EDIT: Judging by two of your examples, you don't actually want everything after the last unmatched parenthesis, but only everything until the first comma. You can use my result and split on ,
or try Bohemian's answer.
Further reading:
(?(DEFINE)...)
is actually abusing another feature called conditional patterns. The PCRE man pages explain how it works - just search the pages for "Defining subpatterns for use by reference only".EDIT: I noticed that you mentioned in your question that you are using Object Pascal. In that case you are probably not actually using PCRE, which means there is no support for recursion. In that case there can be no full regex solution to the problem. If we impose a limitation like "there can only be one more nesting level after the last unmatched parenthesis" (as in all your examples), then we can come up with a solution. Again, I'll use "unrolling-the-loop" to match substrings of the form xxx(xxx)xxx(xxx)xxx
.
(?<=[(]) # make sure we start after an opening (
(?= # lookahead checks that the parenthesis is not matched
[^()]*([(][^()]*[)][^()]*)*
# this matches an arbitrarily long chain of parenthesized
# substring, but allows only one nesting level
$ # make sure we can reach the end of the string like this
) # end of lookahead
[^(),]*([(][^()]*[)][^(),]*)*
# now actually match the desired part. this is the same
# as the lookahead, except we do not allow for commas
# outside of parentheses now, so that you only get the
# first comma-separated part
If you ever add an input example like aaa(xxx(yyy())
where you want to match xxx(yyy())
then this approach will not match it. In fact, no regex that does not use recursion can handle arbitrary nesting levels.

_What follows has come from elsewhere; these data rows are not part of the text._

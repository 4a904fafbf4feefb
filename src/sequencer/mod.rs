//! Theme to timed sound events
//!
//! Pure scheduling: turns a [`Theme`] into a batch of future-timed sound
//! events (drone, percussive clicks, pitched tones) relative to one fixed t=0
//! origin. Every start time is computed by multiplication from that origin —
//! never by accumulating per-event offsets — so timing drift cannot build up
//! from repeat to repeat.
//!
//! Nothing here touches an audio device; the plan is handed to the offline
//! renderer and, under the `streaming` feature, from there to the sink.

use crate::theme::{Slot, Theme, GRID_SLOTS};

/// Beats per grid slot (quarter-beat grid)
pub const SLOT_BEATS: f64 = 0.25;

/// Number of times the 16-slot grid repeats per playback
pub const GRID_REPEATS: usize = 4;

/// A percussive click lands on every Nth slot (downbeat emphasis)
pub const CLICK_INTERVAL: usize = 4;

/// Drone sits two octaves below the root
pub const DRONE_OFFSET_SEMITONES: i32 = -24;

/// Peak gain for pitched note tones
pub const TONE_GAIN: f32 = 0.22;
/// Peak gain for percussive clicks
pub const CLICK_GAIN: f32 = 0.3;
/// Sustained gain for the drone
pub const DRONE_GAIN: f32 = 0.07;

/// Oscillator waveform for a scheduled tone.
#[derive(Clone, Copy, Debug, PartialEq, Eq)]
pub enum Waveform {
    /// Pure sine
    Sine,
    /// Triangle (used for the melodic tones)
    Triangle,
}

/// One pitched tone with a fast attack / exponential decay envelope.
#[derive(Clone, Copy, Debug, PartialEq)]
pub struct ToneEvent {
    /// Start time in seconds from the plan origin
    pub start_secs: f64,
    /// Envelope length in seconds
    pub duration_secs: f64,
    /// Oscillator frequency in Hz
    pub frequency: f64,
    /// Peak gain
    pub gain: f32,
    /// Oscillator waveform
    pub waveform: Waveform,
}

/// One short percussive noise click.
#[derive(Clone, Copy, Debug, PartialEq)]
pub struct ClickEvent {
    /// Start time in seconds from the plan origin
    pub start_secs: f64,
    /// Peak gain
    pub gain: f32,
}

/// The sustained low drone underpinning the whole playback.
#[derive(Clone, Copy, Debug, PartialEq)]
pub struct DroneEvent {
    /// Oscillator frequency in Hz
    pub frequency: f64,
    /// Duration in seconds (the full grid span)
    pub duration_secs: f64,
    /// Sustained gain
    pub gain: f32,
}

/// A complete scheduled playback: every event with a bounded, precomputed
/// start and end time.
#[derive(Clone, Debug, PartialEq)]
pub struct EventPlan {
    /// Pitched tones, one per occupied slot per repeat, in schedule order
    pub tones: Vec<ToneEvent>,
    /// Downbeat clicks, one per [`CLICK_INTERVAL`] slots per repeat
    pub clicks: Vec<ClickEvent>,
    /// The sustained drone
    pub drone: DroneEvent,
    /// Total playback length in seconds, including the decay tail
    pub total_secs: f64,
}

/// Convert a MIDI-like semitone number to a frequency in Hz.
///
/// Standard equal temperament referenced to 440 Hz concert pitch at
/// semitone 69.
///
/// # Examples
///
/// ```
/// use molsong::midi_to_freq;
///
/// assert_eq!(midi_to_freq(69), 440.0);
/// assert!((midi_to_freq(81) - 880.0).abs() < 1e-9);
/// ```
#[inline]
pub fn midi_to_freq(pitch: i32) -> f64 {
    440.0 * 2.0_f64.powf((pitch - 69) as f64 / 12.0)
}

/// Schedule a theme into a concrete event plan.
///
/// Four repeats of the 16-slot grid at quarter-beat spacing derived from the
/// theme's tempo, plus one drone spanning the whole grid. All times are
/// relative to t = 0.
pub fn schedule_theme(theme: &Theme) -> EventPlan {
    let beat_secs = 60.0 / theme.tempo_bpm as f64;
    let slot_secs = SLOT_BEATS * beat_secs;
    let grid_secs = (GRID_REPEATS * GRID_SLOTS) as f64 * slot_secs;

    let mut tones = Vec::new();
    let mut clicks = Vec::new();

    for repeat in 0..GRID_REPEATS {
        for (index, slot) in theme.slots.iter().enumerate() {
            // Absolute slot position from the origin, not from the previous event
            let position = (repeat * GRID_SLOTS + index) as f64;
            let start_secs = position * slot_secs;

            if index % CLICK_INTERVAL == 0 {
                clicks.push(ClickEvent {
                    start_secs,
                    gain: CLICK_GAIN,
                });
            }

            if let Slot::Note(note) = slot {
                tones.push(ToneEvent {
                    start_secs,
                    duration_secs: note.duration_beats * beat_secs,
                    frequency: midi_to_freq(note.pitch),
                    gain: TONE_GAIN,
                    waveform: Waveform::Triangle,
                });
            }
        }
    }

    let drone = DroneEvent {
        frequency: midi_to_freq(theme.root_pitch + DRONE_OFFSET_SEMITONES),
        duration_secs: grid_secs,
        gain: DRONE_GAIN,
    };

    EventPlan {
        tones,
        clicks,
        drone,
        // One beat of tail so the final notes' decay has a bounded end time
        total_secs: grid_secs + beat_secs,
    }
}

Since your regex flavor doesn't support recursion, you are probably better off without using regex at all. Even if my last regex matches all your current input examples, it's really convoluted and maybe not worth the trouble. How about this instead: walk the string character by character and maintain a stack of parenthesis positions. Then the following pseudocode gives you everything after the last unmatched (
:
while you can read another character from the string
if that character is "(", push the current position onto the stack
if that character is ")", pop a position from the stack
# you've reached the end of the string now
if the stack is empty, there is no match
else the top of the stack is the position of the last unmatched parenthesis;
take a substring from there to the end of the string
To then obtain everything up to the first unnested comma, you can walk that result again:
nestingLevel = 0
while you can read another character from the string
if that character is "," and nestingLevel == 0, stop
if that character is "(" increment nestingLevel
if that character is ")" decrement nestingLevel
take a substring from the beginning of the string to the position at which
you left the loop
These two short loops will be much easier for anyone else to understand in the future and are a lot more flexible than a regex solution (at least one without recursion).